Marrying Category Management, Shopper Marketing and Promotional Marketing is the key to optimising brand and category success, argues David Edwards of Big River Solutions.
Let’s liken marketing to putting up a tent.
The job is easier when every person in the construction team knows what the end goal should look like if all individuals involved can tell the others what they are doing and everyone understands what each part of the kit is for.
This simple analogy provides another way of highlighting our need to harness an overall integrated approach, using Category Management, Shopper Marketing and Promotional Marketing. A marketing team is at its most effective when it adopts an overarching objective with all marketing/business functions aligned to that goal.
And when that overarching goal is an impartially-created Category Vision with, at its heart, a desire to ‘grow the pie’ rather than grow share, it is particularly effective.
Good Shopper Marketing incorporates an understanding of how shoppers behave in the retail environment. It considers shopper behaviour in different channels and different formats, purchasing for different consumption occasions. Through insight, it enlightens us about what will influence a shopper and so drives consumption through increased product purchase.
It means we can deliver promotions to shoppers when in shopping mode – delighting and engaging them and so converting into a purchase. Understanding the barriers and triggers at the point of purchase will further drive conversion.
I believe that the time has come for Category Management to evolve into what we term Category Development.
Where Category Management relies on historical data and research, Category Development includes a forward-looking view of trends (macro, consumer, shopper, channels) coupled with insights and intuition, so generating an understanding of what will be important in the future for the category and how the category can deliver against consumer and shopper needs.
Promotional Marketing sits within the category’s activation plan. The activation plan includes promotions, display, communication and, increasingly, digital. A promotional strategy will be more responsive and work much harder for a brand/category if created with the insight gained from Shopper Marketing and delivered in line with a growth opportunity for the category, identified in the Category Vision.
This outcome occurs when insight focuses on the promotional strategy, leading to a tailored solution that resonates with the shopper/ consumer. And this occurs when Category Development identifies growth opportunities and Shopper Marketing delivers against these identified opportunities, so unlocking future potential.

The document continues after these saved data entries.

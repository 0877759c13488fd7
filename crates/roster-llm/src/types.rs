//! Type definitions for model interactions

use serde::{Deserialize, Serialize};
use serde_json::Value;

/// Reserved tool through which a model submits its final structured answer
pub const SUBMIT_TOOL: &str = "submit_result";

/// Claude model variants
#[derive(Debug, Clone, Copy, PartialEq, Eq, Default, Serialize, Deserialize)]
#[serde(rename_all = "lowercase")]
pub enum Model {
    Opus,
    #[default]
    Sonnet,
    Haiku,
}

impl Model {
    /// Get the API model name
    pub fn api_name(&self) -> &'static str {
        match self {
            Model::Opus => "claude-opus-4-20250514",
            Model::Sonnet => "claude-sonnet-4-5-20250929",
            Model::Haiku => "claude-3-5-haiku-20241022",
        }
    }
}

impl std::fmt::Display for Model {
    fn fmt(&self, f: &mut std::fmt::Formatter<'_>) -> std::fmt::Result {
        match self {
            Model::Opus => write!(f, "opus"),
            Model::Sonnet => write!(f, "sonnet"),
            Model::Haiku => write!(f, "haiku"),
        }
    }
}

impl std::str::FromStr for Model {
    type Err = String;

    fn from_str(s: &str) -> Result<Self, Self::Err> {
        match s.to_lowercase().as_str() {
            "opus" => Ok(Model::Opus),
            "sonnet" => Ok(Model::Sonnet),
            "haiku" => Ok(Model::Haiku),
            _ => Err(format!("Invalid model: {}. Use opus, sonnet, or haiku.", s)),
        }
    }
}

/// Token usage information
#[derive(Debug, Clone, Default, PartialEq, Eq, Serialize, Deserialize)]
pub struct Usage {
    pub input_tokens: usize,
    pub output_tokens: usize,
}

/// Message author
#[derive(Debug, Clone, Copy, PartialEq, Eq, Serialize, Deserialize)]
#[serde(rename_all = "lowercase")]
pub enum Role {
    User,
    Assistant,
}

fn is_false(value: &bool) -> bool {
    !*value
}

/// Content block, in the Anthropic Messages wire shape
#[derive(Debug, Clone, PartialEq, Serialize, Deserialize)]
#[serde(tag = "type", rename_all = "snake_case")]
pub enum ContentBlock {
    Text {
        text: String,
    },
    ToolUse {
        id: String,
        name: String,
        input: Value,
    },
    ToolResult {
        tool_use_id: String,
        content: String,
        #[serde(default, skip_serializing_if = "is_false")]
        is_error: bool,
    },
    /// Block types the engine does not interpret (thinking, citations, ...)
    #[serde(other)]
    Unsupported,
}

/// A requested tool invocation extracted from a model reply
#[derive(Debug, Clone, PartialEq, Serialize, Deserialize)]
pub struct ToolCall {
    pub id: String,
    pub name: String,
    pub input: Value,
}

/// One message of a conversation history
#[derive(Debug, Clone, PartialEq, Serialize, Deserialize)]
pub struct Message {
    pub role: Role,
    pub content: Vec<ContentBlock>,
}

impl Message {
    pub fn user_text(text: impl Into<String>) -> Self {
        Self {
            role: Role::User,
            content: vec![ContentBlock::Text { text: text.into() }],
        }
    }

    pub fn assistant(content: Vec<ContentBlock>) -> Self {
        Self {
            role: Role::Assistant,
            content,
        }
    }

    /// User message carrying tool results
    pub fn tool_results(results: Vec<ContentBlock>) -> Self {
        Self {
            role: Role::User,
            content: results,
        }
    }

    /// Tool calls requested in this message, in order
    pub fn tool_calls(&self) -> Vec<ToolCall> {
        self.content
            .iter()
            .filter_map(|block| match block {
                ContentBlock::ToolUse { id, name, input } => Some(ToolCall {
                    id: id.clone(),
                    name: name.clone(),
                    input: input.clone(),
                }),
                _ => None,
            })
            .collect()
    }

    /// Concatenated text blocks
    pub fn text(&self) -> String {
        self.content
            .iter()
            .filter_map(|block| match block {
                ContentBlock::Text { text } => Some(text.as_str()),
                _ => None,
            })
            .collect::<Vec<_>>()
            .join("\n")
    }
}

/// Tool made available to the model
#[derive(Debug, Clone, PartialEq, Serialize, Deserialize)]
pub struct ToolSpec {
    pub name: String,
    pub description: String,
    pub input_schema: Value,
}

/// A single completion call
#[derive(Debug, Clone, PartialEq)]
pub struct CompletionRequest {
    /// Caller-supplied label used for logging (not sent to the provider)
    pub tag: String,
    pub system: String,
    pub messages: Vec<Message>,
    pub tools: Vec<ToolSpec>,
}

impl CompletionRequest {
    /// Text of the first user message
    pub fn first_user_text(&self) -> String {
        self.messages
            .iter()
            .find(|m| m.role == Role::User)
            .map(Message::text)
            .unwrap_or_default()
    }

    /// Results already returned for the tool named `name`
    pub fn results_for(&self, name: &str) -> Vec<&str> {
        let ids: Vec<&str> = self
            .messages
            .iter()
            .flat_map(|m| m.content.iter())
            .filter_map(|block| match block {
                ContentBlock::ToolUse { id, name: n, .. } if n == name => Some(id.as_str()),
                _ => None,
            })
            .collect();

        self.messages
            .iter()
            .flat_map(|m| m.content.iter())
            .filter_map(|block| match block {
                ContentBlock::ToolResult {
                    tool_use_id,
                    content,
                    ..
                } if ids.contains(&tool_use_id.as_str()) => Some(content.as_str()),
                _ => None,
            })
            .collect()
    }
}

/// What a model returned for one completion call
#[derive(Debug, Clone, PartialEq)]
pub struct ModelReply {
    pub content: Vec<ContentBlock>,
    pub stop_reason: Option<String>,
    pub usage: Option<Usage>,
}

impl ModelReply {
    pub fn new(content: Vec<ContentBlock>) -> Self {
        Self {
            content,
            stop_reason: None,
            usage: None,
        }
    }

    pub fn text(text: impl Into<String>) -> Self {
        Self::new(vec![ContentBlock::Text { text: text.into() }])
    }

    pub fn tool_call(id: impl Into<String>, name: impl Into<String>, input: Value) -> Self {
        Self::new(vec![ContentBlock::ToolUse {
            id: id.into(),
            name: name.into(),
            input,
        }])
    }

    /// Final structured answer through the reserved submit tool
    pub fn submit(id: impl Into<String>, answer: Value) -> Self {
        Self::tool_call(id, SUBMIT_TOOL, answer)
    }

    /// The reply as an assistant history message, dropping uninterpreted blocks
    pub fn into_message(self) -> Message {
        Message::assistant(
            self.content
                .into_iter()
                .filter(|block| !matches!(block, ContentBlock::Unsupported))
                .collect(),
        )
    }
}

fn is_blank(system: &&str) -> bool {
    system.is_empty()
}

fn no_tools(tools: &&[ToolSpec]) -> bool {
    tools.is_empty()
}

/// Anthropic API request format
#[derive(Debug, Clone, Serialize)]
pub struct AnthropicRequest<'a> {
    pub model: String,
    pub max_tokens: usize,
    #[serde(skip_serializing_if = "is_blank")]
    pub system: &'a str,
    pub messages: &'a [Message],
    #[serde(skip_serializing_if = "no_tools")]
    pub tools: &'a [ToolSpec],
}

/// Anthropic API response format
#[derive(Debug, Clone, Deserialize)]
pub struct AnthropicResponse {
    #[allow(dead_code)]
    pub id: String,
    pub content: Vec<ContentBlock>,
    #[serde(default)]
    pub stop_reason: Option<String>,
    pub usage: Option<Usage>,
}

#[cfg(test)]
mod tests {
    use super::*;
    use serde_json::json;

    #[test]
    fn test_model_from_str() {
        assert_eq!("opus".parse::<Model>().unwrap(), Model::Opus);
        assert_eq!("SONNET".parse::<Model>().unwrap(), Model::Sonnet);
        assert!("invalid".parse::<Model>().is_err());
        assert_eq!(Model::default(), Model::Sonnet);
    }

    #[test]
    fn test_content_block_wire_shape() {
        let block = ContentBlock::ToolResult {
            tool_use_id: "call_1".to_string(),
            content: "[]".to_string(),
            is_error: false,
        };
        let value = serde_json::to_value(&block).unwrap();
        assert_eq!(value["type"], "tool_result");
        assert!(value.get("is_error").is_none());
    }

    #[test]
    fn test_response_with_tool_use_and_unknown_block() {
        let response: AnthropicResponse = serde_json::from_value(json!({
            "id": "msg_1",
            "content": [
                {"type": "thinking", "thinking": "hmm"},
                {"type": "tool_use", "id": "toolu_1", "name": "fetch_triggers", "input": {}}
            ],
            "stop_reason": "tool_use",
            "usage": {"input_tokens": 10, "output_tokens": 3}
        }))
        .unwrap();

        let reply = ModelReply::new(response.content);
        let message = reply.into_message();
        assert_eq!(message.content.len(), 1);
        assert_eq!(message.tool_calls()[0].name, "fetch_triggers");
    }

    #[test]
    fn test_results_for() {
        let request = CompletionRequest {
            tag: "matcher".to_string(),
            system: String::new(),
            messages: vec![
                Message::user_text("workflow"),
                Message::assistant(vec![ContentBlock::ToolUse {
                    id: "a".to_string(),
                    name: "ask_human".to_string(),
                    input: json!({"question": "Which store?"}),
                }]),
                Message::tool_results(vec![ContentBlock::ToolResult {
                    tool_use_id: "a".to_string(),
                    content: "The EU store".to_string(),
                    is_error: false,
                }]),
            ],
            tools: vec![],
        };
        assert_eq!(request.results_for("ask_human"), vec!["The EU store"]);
        assert!(request.results_for("fetch_triggers").is_empty());
        assert_eq!(request.first_user_text(), "workflow");
    }
}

A marketing team should start by understanding the different objectives for a category.
These could include:
Shopper loyalty – the number one driver when a shopper selects a store is located. However, destination categories can prompt shoppers to travel further – for example, shoppers might walk past Tesco to gain access to Waitrose’s wine category;
Brand loyalty – for example, this will be low for kitchen roll but high for sanpro;
Basket incidence – for example, get a soft drinks brand into every trolley rather than every second trolley;
The weight of purchase – needs to be an open-ended purchase where if the shopper has more, more will be consumed – for example, crisps, soft drinks (not laundry products; as these will be stored, not more used);
Awareness and consideration – of consumption occasions – for example, for soft drinks: breakfast, lunchbox, long car journey, social event, etc.
From broad category objectives, a marketer can create activation plans by understanding which ‘mores’ will be delivered by which promotional strategies:
More usage occasions;
More often (trips to the store);
More spend per trip (volume).
But you should never forget that it all starts with insight!
Shopper Marketing and Category Development need to be viewed as a living, breathing part of the overall marketing process. Both need to be incorporated on a long-term rather than a tactical basis in order to maximise what they will deliver in terms of long-term growth. This requires a review of how Shopper Marketing, Category Management/Development and the activation plan/promotional strategy has performed so that learnings can be incorporated into future activity.
And the benefits can be huge.
If a supplier’s commercial teams think and act in unison with one common purpose, one priority and one set of numbers, and if the same teams have a good understanding of the shopper/consumer, then a ‘perfect’ activation plan can be created and implemented that will delight the shopper/consumer as it will deliver above and beyond their expectations.